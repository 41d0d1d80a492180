//! Chart builders for the weather and GitHub pages
//!
//! Each builder turns a decoded upstream payload into the arrays one chart
//! consumes. Forecast builders expect the caller to have applied the
//! forecast window already; [`forecast_charts`] does that for a full
//! response.

use crate::aggregate::{
    capitalize_first, count_by_category, format_hour_minute, kb_to_mb, leading_window,
    meters_to_km, top_n_by, truncate_label,
};
use crate::models::{ForecastResponse, ForecastSample, Repository, UserProfile, WeatherSnapshot};
use crate::types::{
    ChartConfig, ChartPoint, ForecastCharts, ProfileSummary, RepositoryCharts, StarsForksPoint,
    TemperaturePoint, WeatherSummary,
};

// ============================================================================
// Repositories
// ============================================================================

/// Most starred repositories, star count as value
pub fn top_repositories_by_stars(repos: &[Repository], config: &ChartConfig) -> Vec<ChartPoint> {
    top_n_by(repos, config.top_n, |r| r.stargazers_count)
        .into_iter()
        .map(|r| ChartPoint::new(truncate_label(&r.name, config.axis_label_max), r.stargazers_count))
        .collect()
}

/// Largest repositories, size in megabytes as value
pub fn top_repositories_by_size(repos: &[Repository], config: &ChartConfig) -> Vec<ChartPoint> {
    top_n_by(repos, config.top_n, |r| r.size)
        .into_iter()
        .map(|r| ChartPoint::new(truncate_label(&r.name, config.axis_label_max), kb_to_mb(r.size)))
        .collect()
}

/// Stars against forks for the leading repositories, in upstream order
/// (most recently updated first)
pub fn stars_vs_forks(repos: &[Repository], config: &ChartConfig) -> Vec<StarsForksPoint> {
    leading_window(repos, config.top_n)
        .iter()
        .map(|r| StarsForksPoint {
            label: truncate_label(&r.name, config.comparison_label_max),
            stars: r.stargazers_count,
            forks: r.forks_count,
        })
        .collect()
}

/// Repository count per primary language; repositories without one are left out
pub fn language_distribution(repos: &[Repository]) -> Vec<ChartPoint> {
    count_by_category(repos, |r| r.language.as_deref())
        .into_iter()
        .map(|(language, count)| ChartPoint::new(language, count))
        .collect()
}

pub fn repository_charts(repos: &[Repository], config: &ChartConfig) -> RepositoryCharts {
    RepositoryCharts {
        top_by_stars: top_repositories_by_stars(repos, config),
        top_by_size: top_repositories_by_size(repos, config),
        stars_vs_forks: stars_vs_forks(repos, config),
        languages: language_distribution(repos),
    }
}

pub fn profile_summary(profile: &UserProfile, repos: &[Repository]) -> ProfileSummary {
    ProfileSummary {
        login: profile.login.clone(),
        display_name: profile.display_name().to_string(),
        public_repos: profile.public_repos,
        followers: profile.followers,
        following: profile.following,
        total_stars: repos.iter().map(|r| r.stargazers_count).sum(),
        total_forks: repos.iter().map(|r| r.forks_count).sum(),
    }
}

// ============================================================================
// Weather
// ============================================================================

/// Temperature and humidity per sample
pub fn temperature_series(
    samples: &[ForecastSample],
    utc_offset_seconds: i32,
) -> Vec<TemperaturePoint> {
    samples
        .iter()
        .map(|s| TemperaturePoint {
            time: format_hour_minute(s.dt, utc_offset_seconds),
            temperature: s.main.temp.round() as i64,
            humidity: s.main.humidity,
        })
        .collect()
}

/// Sample count per primary condition
pub fn condition_distribution(samples: &[ForecastSample]) -> Vec<ChartPoint> {
    count_by_category(samples, |s| s.primary_condition())
        .into_iter()
        .map(|(condition, count)| ChartPoint::new(condition, count))
        .collect()
}

/// Both forecast charts over the leading window of the response
pub fn forecast_charts(forecast: &ForecastResponse, config: &ChartConfig) -> ForecastCharts {
    let window = leading_window(&forecast.list, config.forecast_window);

    ForecastCharts {
        temperature: temperature_series(window, forecast.utc_offset_seconds()),
        conditions: condition_distribution(window),
    }
}

pub fn weather_summary(snapshot: &WeatherSnapshot) -> WeatherSummary {
    let condition = snapshot.primary_condition();

    WeatherSummary {
        location: snapshot.name.clone(),
        country: snapshot.country().map(str::to_string),
        temperature: snapshot.main.temp.round() as i64,
        feels_like: snapshot.main.feels_like.round() as i64,
        humidity: snapshot.main.humidity,
        pressure: snapshot.main.pressure,
        wind_speed: snapshot.wind.speed,
        visibility_km: snapshot.visibility.map(meters_to_km),
        condition: condition.map(|c| c.main.clone()),
        description: condition.map(|c| capitalize_first(&c.description)),
    }
}

#[cfg(test)]
mod tests {
    use super::*;
    use serde_json::json;

    fn repo(name: &str, stars: u64, forks: u64, size: u64, language: Option<&str>) -> Repository {
        serde_json::from_value(json!({
            "id": stars * 1000 + forks,
            "name": name,
            "description": null,
            "stargazers_count": stars,
            "forks_count": forks,
            "watchers_count": stars,
            "size": size,
            "language": language,
            "created_at": "2020-01-01T00:00:00Z",
            "updated_at": "2024-06-01T12:00:00Z"
        }))
        .unwrap()
    }

    fn sample(dt: i64, temp: f64, humidity: u32, condition: Option<&str>) -> ForecastSample {
        let weather = match condition {
            Some(c) => json!([{ "main": c, "description": c.to_lowercase(), "icon": "01d" }]),
            None => json!([]),
        };
        serde_json::from_value(json!({
            "dt": dt,
            "main": { "temp": temp, "humidity": humidity },
            "weather": weather
        }))
        .unwrap()
    }

    #[test]
    fn test_top_by_stars_truncates_at_axis_limit() {
        let repos = vec![
            repo("small", 5, 0, 10, None),
            repo("symfony-standard-edition", 50, 0, 10, None),
            repo("tiny", 1, 0, 10, None),
        ];
        let config = ChartConfig {
            top_n: 2,
            ..ChartConfig::default()
        };

        let points = top_repositories_by_stars(&repos, &config);
        assert_eq!(
            points,
            vec![
                ChartPoint::new("symfony-stan...", 50),
                ChartPoint::new("small", 5),
            ]
        );
    }

    #[test]
    fn test_top_by_size_in_megabytes() {
        let repos = vec![
            repo("docs", 0, 0, 2048, None),
            repo("monorepo", 0, 0, 512_000, None),
            repo("cli", 0, 0, 100, None),
        ];

        let points = top_repositories_by_size(&repos, &ChartConfig::default());
        assert_eq!(
            points,
            vec![
                ChartPoint::new("monorepo", 500),
                ChartPoint::new("docs", 2),
                ChartPoint::new("cli", 0),
            ]
        );
    }

    #[test]
    fn test_stars_vs_forks_keeps_upstream_order() {
        let repos: Vec<Repository> = (0..12)
            .map(|i| repo(&format!("repository-{i}"), i, i * 2, 0, None))
            .collect();

        let points = stars_vs_forks(&repos, &ChartConfig::default());
        assert_eq!(points.len(), 10);
        assert_eq!(points[0].label, "reposit...");
        assert_eq!(points[0].stars, 0);
        assert_eq!(points[9].forks, 18);
    }

    #[test]
    fn test_language_distribution() {
        let repos = vec![
            repo("a", 0, 0, 0, Some("Go")),
            repo("b", 0, 0, 0, None),
            repo("c", 0, 0, 0, Some("Go")),
            repo("d", 0, 0, 0, Some("Rust")),
        ];

        assert_eq!(
            language_distribution(&repos),
            vec![ChartPoint::new("Go", 2), ChartPoint::new("Rust", 1)]
        );
    }

    #[test]
    fn test_repository_charts_empty() {
        let charts = repository_charts(&[], &ChartConfig::default());
        assert_eq!(charts, RepositoryCharts::default());
    }

    #[test]
    fn test_forecast_charts_use_first_eight_samples() {
        let mut list: Vec<ForecastSample> = (0..8)
            .map(|i| sample(1_704_067_200 + i * 10_800, 20.4, 60, Some("Clear")))
            .collect();
        list.extend((8..16).map(|i| sample(1_704_067_200 + i * 10_800, 5.0, 90, Some("Snow"))));
        let forecast = ForecastResponse { list, city: None };

        let charts = forecast_charts(&forecast, &ChartConfig::default());
        assert_eq!(charts.temperature.len(), 8);
        assert_eq!(charts.temperature[0].time, "12:00 AM");
        assert_eq!(charts.temperature[1].time, "03:00 AM");
        assert_eq!(charts.temperature[0].temperature, 20);
        assert_eq!(charts.conditions, vec![ChartPoint::new("Clear", 8)]);
    }

    #[test]
    fn test_condition_distribution_skips_samples_without_condition() {
        let samples = vec![
            sample(0, 1.0, 1, Some("Rain")),
            sample(0, 1.0, 1, None),
            sample(0, 1.0, 1, Some("Clouds")),
            sample(0, 1.0, 1, Some("Rain")),
        ];

        assert_eq!(
            condition_distribution(&samples),
            vec![ChartPoint::new("Rain", 2), ChartPoint::new("Clouds", 1)]
        );
    }

    #[test]
    fn test_forecast_charts_empty() {
        let charts = forecast_charts(&ForecastResponse::default(), &ChartConfig::default());
        assert!(charts.temperature.is_empty());
        assert!(charts.conditions.is_empty());
    }

    #[test]
    fn test_weather_summary() {
        let snapshot: WeatherSnapshot = serde_json::from_value(json!({
            "name": "London",
            "sys": { "country": "GB" },
            "main": { "temp": 14.6, "feels_like": 13.2, "humidity": 77, "pressure": 1012 },
            "wind": { "speed": 4.1 },
            "visibility": 10000,
            "weather": [{ "main": "Clouds", "description": "broken clouds", "icon": "04d" }]
        }))
        .unwrap();

        let summary = weather_summary(&snapshot);
        assert_eq!(summary.location, "London");
        assert_eq!(summary.country.as_deref(), Some("GB"));
        assert_eq!(summary.temperature, 15);
        assert_eq!(summary.feels_like, 13);
        assert_eq!(summary.visibility_km.as_deref(), Some("10.0"));
        assert_eq!(summary.condition.as_deref(), Some("Clouds"));
        assert_eq!(summary.description.as_deref(), Some("Broken clouds"));
    }

    #[test]
    fn test_profile_summary_totals() {
        let profile: UserProfile = serde_json::from_value(json!({
            "login": "fabpot",
            "name": null,
            "avatar_url": "https://avatars.githubusercontent.com/u/47313",
            "bio": null,
            "location": "Lille, France",
            "blog": "",
            "public_repos": 2,
            "followers": 100,
            "following": 0,
            "created_at": "2009-01-19T14:44:55Z"
        }))
        .unwrap();
        let repos = vec![repo("a", 3, 1, 0, None), repo("b", 4, 2, 0, None)];

        let summary = profile_summary(&profile, &repos);
        assert_eq!(summary.display_name, "fabpot");
        assert_eq!(summary.total_stars, 7);
        assert_eq!(summary.total_forks, 3);
    }
}
//! Chart-ready types handed to the presentation layer

use serde::{Deserialize, Serialize};

/// A labelled value for bar and pie charts
#[derive(Debug, Clone, Serialize, Deserialize, PartialEq, Eq)]
pub struct ChartPoint {
    pub label: String,
    pub value: u64,
}

impl ChartPoint {
    pub fn new(label: impl Into<String>, value: u64) -> Self {
        Self {
            label: label.into(),
            value,
        }
    }
}

/// Stars and forks side by side for a single repository
#[derive(Debug, Clone, Serialize, Deserialize, PartialEq, Eq)]
pub struct StarsForksPoint {
    pub label: String,
    pub stars: u64,
    pub forks: u64,
}

/// One forecast sample on the temperature/humidity area chart
#[derive(Debug, Clone, Serialize, Deserialize, PartialEq, Eq)]
pub struct TemperaturePoint {
    pub time: String,
    pub temperature: i64,
    pub humidity: u32,
}

/// Tunables for the chart builders
///
/// The two label limits are kept apart: axis charts have room for longer
/// names than the grouped stars/forks comparison.
#[derive(Debug, Clone, Serialize, Deserialize, PartialEq, Eq)]
pub struct ChartConfig {
    /// Number of repositories in the ranked and comparison charts
    pub top_n: usize,
    /// Label limit for the stars and size rankings
    pub axis_label_max: usize,
    /// Label limit for the stars vs forks comparison
    pub comparison_label_max: usize,
    /// Leading forecast samples charted (8 x 3h = next 24 hours)
    pub forecast_window: usize,
}

impl Default for ChartConfig {
    fn default() -> Self {
        Self {
            top_n: 10,
            axis_label_max: 15,
            comparison_label_max: 10,
            forecast_window: 8,
        }
    }
}

/// Every chart on the repository page
#[derive(Debug, Clone, Default, Serialize, Deserialize, PartialEq, Eq)]
pub struct RepositoryCharts {
    pub top_by_stars: Vec<ChartPoint>,
    pub top_by_size: Vec<ChartPoint>,
    pub stars_vs_forks: Vec<StarsForksPoint>,
    pub languages: Vec<ChartPoint>,
}

/// Every chart on the forecast panel
#[derive(Debug, Clone, Default, Serialize, Deserialize, PartialEq, Eq)]
pub struct ForecastCharts {
    pub temperature: Vec<TemperaturePoint>,
    pub conditions: Vec<ChartPoint>,
}

/// Display values for the current weather card
#[derive(Debug, Clone, Serialize, Deserialize, PartialEq)]
pub struct WeatherSummary {
    pub location: String,
    pub country: Option<String>,
    pub temperature: i64,
    pub feels_like: i64,
    pub humidity: u32,
    pub pressure: u32,
    pub wind_speed: f64,
    /// Kilometers with one decimal, `None` when the provider omitted it
    pub visibility_km: Option<String>,
    pub condition: Option<String>,
    pub description: Option<String>,
}

/// Display values for the profile header
#[derive(Debug, Clone, Serialize, Deserialize, PartialEq, Eq)]
pub struct ProfileSummary {
    pub login: String,
    pub display_name: String,
    pub public_repos: u32,
    pub followers: u32,
    pub following: u32,
    pub total_stars: u64,
    pub total_forks: u64,
}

■ **The task**: Tally the lines above containing "country". Answer with the count only.

■ **Task result**: 4